Trigger The Process – Using CETAS in Serverless SQL Pools to Generate Pre-Calculated Datasets – Part 2 of 2

February 10, 2022 Off By Andy

In part one we looked at a process in which a pre-aggregated dataset can be created by Azure Synapse Analytics Serverless SQL Pools and saved to an Azure Data Lake Gen2 folder. This data can then be queried either using Serverless SQL Pools or read from the Data Lake by an application such as Power BI. The reason why we may wish to do this is to pre-calculate a dataset and have that resulting dataset ready to be queried (similar to a Materialized View in Dedicated SQL Pools). The process can be triggered at any point and the data will be written out to the Data Lake into a new folder.

This part now looks at the options for triggering this process. Part 1 showed a simple triggering process which is to invoke the stored procedure manually. We’ll now look at several options to trigger this process.

GitHub

The SQL code outlined in part 1 is available on GitHub here.

Blog Outline

  • Manually Trigger Stored Procedure
  • Creating the pipeline to execute the data load process
  • Use a Scheduled trigger to execute the pipeline
  • Trigger pipeline when new data becomes available

Manually trigger stored procedure

This is the simplest method and all that’s required is to execute the stored procedure from a SQL client including Synapse Studio, SQL Server Management Studio (SSMS), and Azure Data Studio.

--trigger stored procedure
EXEC LDW.GeneratePreComputedDatasets
    @SourceView = 'LDW.vwFactWebTelemetryAggregate',
    @Location = 'precomputeddatasets/aggregates/',
    @DataSource = 'ExternalDataSourceDataLakeMI',
    @FileFormat = 'SynapseParquetFormat'

This works fine if we’re simply looking at manually triggering the process on an ad-hoc basis. What about scenarios where we wish to run the process on a schedule or when new data arrives? We can use Pipelines in Synapse Analytics for this. Please note there is a cost to using Pipelines, this is outlined in the Synapse pricing document. As the techniques below are only related to Orchestration Activity Run activities, the cost is (for GBP currency) £0.747 per 1,000 runs.


Creating the Pipeline to execute the data load process

Let’s build the Pipeline which will trigger the stored procedure. We’ll keep it simple here but still offer flexibility for iterating over a series of Views we wish to output to the Data Lake. For this we’ll use a For Each process to loop through the Views and execute the stored procedure stored in the Serverless SQL Pools database.

Creating a Linked Service to Serverless SQL Pools Database

We’ll create a Linked Service to the specific Serverless SQL Pools database that the stored procedure was created in. Please note we are entering the connection information (Key Vault can be used) to specify the Serverless SQL endpoint, this can be obtained from the Azure Synapse Analytics workspace overview in the Azure portal.

After creating the linked service we can use a Lookup activity to get a list of Views from the Serverless SQL Pools database. The SQL query in this scenario looks for any View names with “Aggregate” in the name, this of course can be changed to meet any requirements to obtain the list of View names to export.
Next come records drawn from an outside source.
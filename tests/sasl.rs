//! SASL negotiation through the TCP server.

mod common;

use std::sync::Arc;

use amqpframe::{
    EngineConfig,
    broker::MemoryBroker,
    header::ProtocolHeader,
    performative::{SaslCode, SaslFrame, SaslInit},
    sasl::{ANONYMOUS, PLAIN, PlainAuthenticator},
};
use amqpframe_testing::TestResult;
use common::{Client, RunningServer};
use rstest::rstest;

async fn plain_server(require_sasl: bool) -> TestResult<RunningServer> {
    let authenticator = PlainAuthenticator::default().with_user("guest", "secret");
    RunningServer::start(
        Arc::new(MemoryBroker::new().auto_create(true)),
        Some(Arc::new(authenticator)),
        EngineConfig::default().require_sasl(require_sasl),
    )
    .await
}

async fn negotiate(client: &mut Client, mechanism: &str, response: &[u8]) -> TestResult<SaslCode> {
    client.send_header(ProtocolHeader::SASL).await?;
    assert_eq!(client.recv_header().await?, ProtocolHeader::SASL);
    match client.recv_sasl().await? {
        SaslFrame::Mechanisms(offer) => assert_eq!(offer.mechanisms, [PLAIN]),
        other => return Err(format!("expected mechanisms, got {other:?}").into()),
    }
    client
        .send(amqpframe::codec::Frame::sasl(SaslFrame::Init(SaslInit {
            mechanism: mechanism.to_owned(),
            initial_response: Some(response.to_vec()),
            hostname: None,
        })))
        .await?;
    match client.recv_sasl().await? {
        SaslFrame::Outcome(outcome) => Ok(outcome.code),
        other => Err(format!("expected outcome, got {other:?}").into()),
    }
}

#[tokio::test]
async fn authenticated_peer_continues_with_plain_layer() -> TestResult {
    let server = plain_server(true).await?;
    let mut client = Client::connect(server.addr).await?;

    assert_eq!(negotiate(&mut client, PLAIN, b"\0guest\0secret").await?, SaslCode::Ok);
    client.expect_header();
    client.send_header(ProtocolHeader::AMQP).await?;
    assert_eq!(client.recv_header().await?, ProtocolHeader::AMQP);
    client.open_and_begin().await?;

    server.stop().await
}

#[rstest]
#[case::wrong_password(PLAIN, &b"\0guest\0nope"[..])]
#[case::unknown_user(PLAIN, &b"\0root\0secret"[..])]
#[case::unoffered_mechanism(ANONYMOUS, &b""[..])]
#[tokio::test]
async fn refused_peer_is_disconnected(#[case] mechanism: &str, #[case] response: &[u8]) -> TestResult {
    let server = plain_server(false).await?;
    let mut client = Client::connect(server.addr).await?;

    assert_eq!(negotiate(&mut client, mechanism, response).await?, SaslCode::Auth);
    assert!(client.recv().await?.is_none(), "connection should be closed");

    server.stop().await
}

#[tokio::test]
async fn plain_layer_is_refused_when_sasl_is_required() -> TestResult {
    let server = plain_server(true).await?;
    let mut client = Client::connect(server.addr).await?;

    client.send_header(ProtocolHeader::AMQP).await?;
    assert!(client.recv().await?.is_none(), "no header echo expected");

    server.stop().await
}

#[tokio::test]
async fn plain_layer_is_allowed_when_sasl_is_optional() -> TestResult {
    let server = plain_server(false).await?;
    let mut client = Client::connect(server.addr).await?;
    client.handshake().await?;
    server.stop().await
}
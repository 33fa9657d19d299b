//! Process-wide count of running connections.

use std::sync::atomic::{AtomicU64, Ordering};

use tracing::debug;

use super::ConnectionId;

static RUNNING: AtomicU64 = AtomicU64::new(0);

/// Counts its connection as running until dropped, which also covers a
/// task that unwinds before
/// [`on_connection_close`](super::Connection::on_connection_close).
#[derive(Debug)]
pub(super) struct ActiveConnection(ConnectionId);

impl ActiveConnection {
    pub(super) fn register(id: ConnectionId) -> Self {
        let running = RUNNING.fetch_add(1, Ordering::Relaxed) + 1;
        crate::metrics::inc_connections();
        debug!(connection_id = %id, running, "connection started");
        Self(id)
    }
}

impl Drop for ActiveConnection {
    fn drop(&mut self) {
        let running = RUNNING.fetch_sub(1, Ordering::Relaxed).saturating_sub(1);
        crate::metrics::dec_connections();
        debug!(connection_id = %self.0, running, "connection released");
    }
}

/// Number of connections currently running in this process.
#[must_use]
pub fn active_connection_count() -> u64 { RUNNING.load(Ordering::Relaxed) }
The result of the above query in this example will return 2 Views, these are the Views we wish to export to the Data Lake.

We’ll now add a For Each activity which will take the output from the Lookup activity and iterate over each row.

We’ll then click the pencil icon in the Activities area of the ForEach activity to add the task to trigger the stored procedure. We’ll add a Stored Procedure activity from the General folder and set the following:
  • Configure the Linked Service to use the Serverless SQL Pools connection created earlier.
  • We’ll select the Stored procedure name as the loading procedure (created in part 1).
  • We’ll then click Import under the Stored procedure parameters section to bring in the parameters.
  • We can then add the ForEach loop items into the Value fields for each parameter.
Please note we cannot use the SQL Pool stored procedure activity as this currently supports Dedicated SQL Pools only.

Once completed, we can trigger the process manually by clicking the Debug button in the menu bar. If the above has been configured correctly then the output of the job should show as follows:

If we look at the Data Lake folders, we can see that new folders have been created with Parquet files containing the exported aggregated data.

Now that we have built the Pipeline which executes the process, let’s now look at options to trigger the Pipeline.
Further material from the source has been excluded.